TASK OBJECTIVE - In the data below, one line contains "pub mod router;" and a later one contains "fn apply(&mut self, event: &TimedEvent)". Print both, with every line between them, exactly and alone.

Dataset entries -
//! Embed vocabulary shared by the ingestion side and the checker pool.

pub mod checker;
pub mod redirect;

/// One embedded item found on a post.
#[derive(Debug, Clone)]
pub enum Embed {
    /// Embedded image, by content identifier
    Image { cid: String },
    /// Embedded video, by content identifier
    Video { cid: String },
    /// Quoted record, by AT-URI
    Record { uri: String },
    /// External link card
    External { uri: String },
}

/// The embeds of one post, queued as a unit for the checker pool.
#[derive(Debug, Clone)]
pub struct EmbedInfoList {
    /// Repository (account) DID the post belongs to
    pub did: String,
    /// Record path within the repository
    pub path: String,
    pub embeds: Vec<Embed>,
}
//! Moderation decision routing toward the remote service.

pub mod router;

pub use router::{ActionRouter, ActionRouterHandle, AutomationReason, Decision};
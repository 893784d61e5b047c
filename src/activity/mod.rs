//! Recently-active account state, kept in a bounded LFU cache.
//!
//! Whatever ingests firehose activity records a [`TimedEvent`] per event;
//! the cache upserts the account and accumulates per-category counts. When
//! the cache saturates, the least-frequently-seen account is evicted and
//! its accumulated state is flushed through the eviction hook.

pub mod lfu;

use chrono::{DateTime, Utc};
use std::sync::Arc;
use std::sync::atomic::{AtomicU64, Ordering};
use tokio::sync::Mutex;
use tracing::debug;

use crate::metrics::SharedMetricsPublisher;
use lfu::LfuCache;

/// One category of account activity.
#[derive(Debug, Clone)]
pub enum AccountEvent {
    Post { path: String },
    Repost { path: String },
    Like { path: String },
    Follow { subject: String },
    Block { subject: String },
    Profile,
    Delete { path: String },
}

/// An account event stamped with its repository and arrival time.
#[derive(Debug, Clone)]
pub struct TimedEvent {
    pub did: String,
    pub recorded_at: DateTime<Utc>,
    pub event: AccountEvent,
}

/// Accumulated activity for one account.
#[derive(Debug, Clone)]
pub struct Account {
    pub did: String,
    pub posts: u64,
    pub reposts: u64,
    pub likes: u64,
    pub follows: u64,
    pub blocks: u64,
    pub profile_updates: u64,
    pub deletes: u64,
    pub last_seen: DateTime<Utc>,
}

impl Account {
    fn new(did: String, first_seen: DateTime<Utc>) -> Self {
        Self {
            did,
            posts: 0,
            reposts: 0,
            likes: 0,
            follows: 0,
            blocks: 0,
            profile_updates: 0,
            deletes: 0,
            last_seen: first_seen,
        }
    }

    /// Event-specific augmentation of the account record.
    fn apply(&mut self, event: &TimedEvent) {
        self.last_seen = event.recorded_at;
        match &event.event {
            AccountEvent::Post { .. } => self.posts += 1,
            AccountEvent::Repost { .. } => self.reposts += 1,
            AccountEvent::Like { .. } => self.likes += 1,
            AccountEvent::Follow { .. } => self.follows += 1,
            AccountEvent::Block { .. } => self.blocks += 1,
            AccountEvent::Profile => self.profile_updates += 1,
            AccountEvent::Delete { .. } => self.deletes += 1,
        }
    }

    pub fn event_total(&self) -> u64 {
        self.posts
            + self.reposts
            + self.likes
            + self.follows
            + self.blocks
            + self.profile_updates
            + self.deletes
    }
}

type AccountHandle = Arc<Mutex<Account>>;

/// LFU-bounded map of recently-active accounts.
pub struct EventCache {
    cache: Mutex<LfuCache<String, AccountHandle>>,
    evicted: Arc<AtomicU64>,
    reported_evictions: AtomicU64,
    metrics: SharedMetricsPublisher,
}

impl EventCache {
    pub fn new(max_accounts: usize, metrics: SharedMetricsPublisher) -> Self {
        let evicted = Arc::new(AtomicU64::new(0));
        let hook_evicted = evicted.clone();
        // The hook runs under the cache lock and must not call back into
        // the cache. It flushes the derived state into the log before the
        // record is dropped.
        let cache = LfuCache::with_eviction_hook(
            max_accounts,
            Box::new(move |did: &String, handle: &AccountHandle| {
                if let Ok(account) = handle.try_lock() {
                    debug!(
                        did = %did,
                        events = account.event_total(),
                        last_seen = %account.last_seen,
                        "evicting account activity"
                    );
                } else {
                    debug!(did = %did, "evicting account activity (record busy)");
                }
                hook_evicted.fetch_add(1, Ordering::Relaxed);
            }),
        );
        Self {
            cache: Mutex::new(cache),
            evicted,
            reported_evictions: AtomicU64::new(0),
            metrics,
        }
    }

    /// Upsert the account for `event.did` and apply the event.
    pub async fn record(&self, event: TimedEvent) {
        let handle = {
            let mut cache = self.cache.lock().await;
            match cache.get(&event.did) {
                Some(handle) => handle.clone(),
                None => {
                    let handle: AccountHandle = Arc::new(Mutex::new(Account::new(
                        event.did.clone(),
                        event.recorded_at,
                    )));
                    cache.insert(event.did.clone(), handle.clone());
                    handle
                }
            }
        };
        {
            let mut account = handle.lock().await;
            account.apply(&event);
        }

        // Evictions happen synchronously under the cache lock; the counter
        // delta is emitted here where awaiting is allowed
        let evicted = self.evicted.load(Ordering::Relaxed);
        let reported = self.reported_evictions.swap(evicted, Ordering::Relaxed);
        if evicted > reported {
            self.metrics.count("accounts.evicted", evicted - reported).await;
        }
    }

    /// Shared handle onto an account's record, bumping its frequency.
    pub async fn get_account(&self, did: &str) -> Option<AccountHandle> {
        let mut cache = self.cache.lock().await;
        cache.get(did).cloned()
    }

    pub async fn len(&self) -> usize {
        self.cache.lock().await.len()
    }

    pub fn evicted_count(&self) -> u64 {
        self.evicted.load(Ordering::Relaxed)
    }
}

TASK RESULT -
pub mod router;

pub use router::{ActionRouter, ActionRouterHandle, AutomationReason, Decision};
repository 893784d61e5b047c
filename src/activity/mod.rs
//! Recently-active account state, kept in a bounded LFU cache.
//!
//! Whatever ingests firehose activity records a [`TimedEvent`] per event;
//! the cache upserts the account and accumulates per-category counts. When
//! the cache saturates, the least-frequently-seen account is evicted and
//! its accumulated state is flushed through the eviction hook.

pub mod lfu;

use chrono::{DateTime, Utc};
use std::sync::Arc;
use std::sync::atomic::{AtomicU64, Ordering};
use tokio::sync::Mutex;
use tracing::debug;

use crate::metrics::SharedMetricsPublisher;
use lfu::LfuCache;

/// One category of account activity.
#[derive(Debug, Clone)]
pub enum AccountEvent {
    Post { path: String },
    Repost { path: String },
    Like { path: String },
    Follow { subject: String },
    Block { subject: String },
    Profile,
    Delete { path: String },
}

/// An account event stamped with its repository and arrival time.
#[derive(Debug, Clone)]
pub struct TimedEvent {
    pub did: String,
    pub recorded_at: DateTime<Utc>,
    pub event: AccountEvent,
}

/// Accumulated activity for one account.
#[derive(Debug, Clone)]
pub struct Account {
    pub did: String,
    pub posts: u64,
    pub reposts: u64,
    pub likes: u64,
    pub follows: u64,
    pub blocks: u64,
    pub profile_updates: u64,
    pub deletes: u64,
    pub last_seen: DateTime<Utc>,
}

impl Account {
    fn new(did: String, first_seen: DateTime<Utc>) -> Self {
        Self {
            did,
            posts: 0,
            reposts: 0,
            likes: 0,
            follows: 0,
            blocks: 0,
            profile_updates: 0,
            deletes: 0,
            last_seen: first_seen,
        }
    }

    /// Event-specific augmentation of the account record.
    fn apply(&mut self, event: &TimedEvent) {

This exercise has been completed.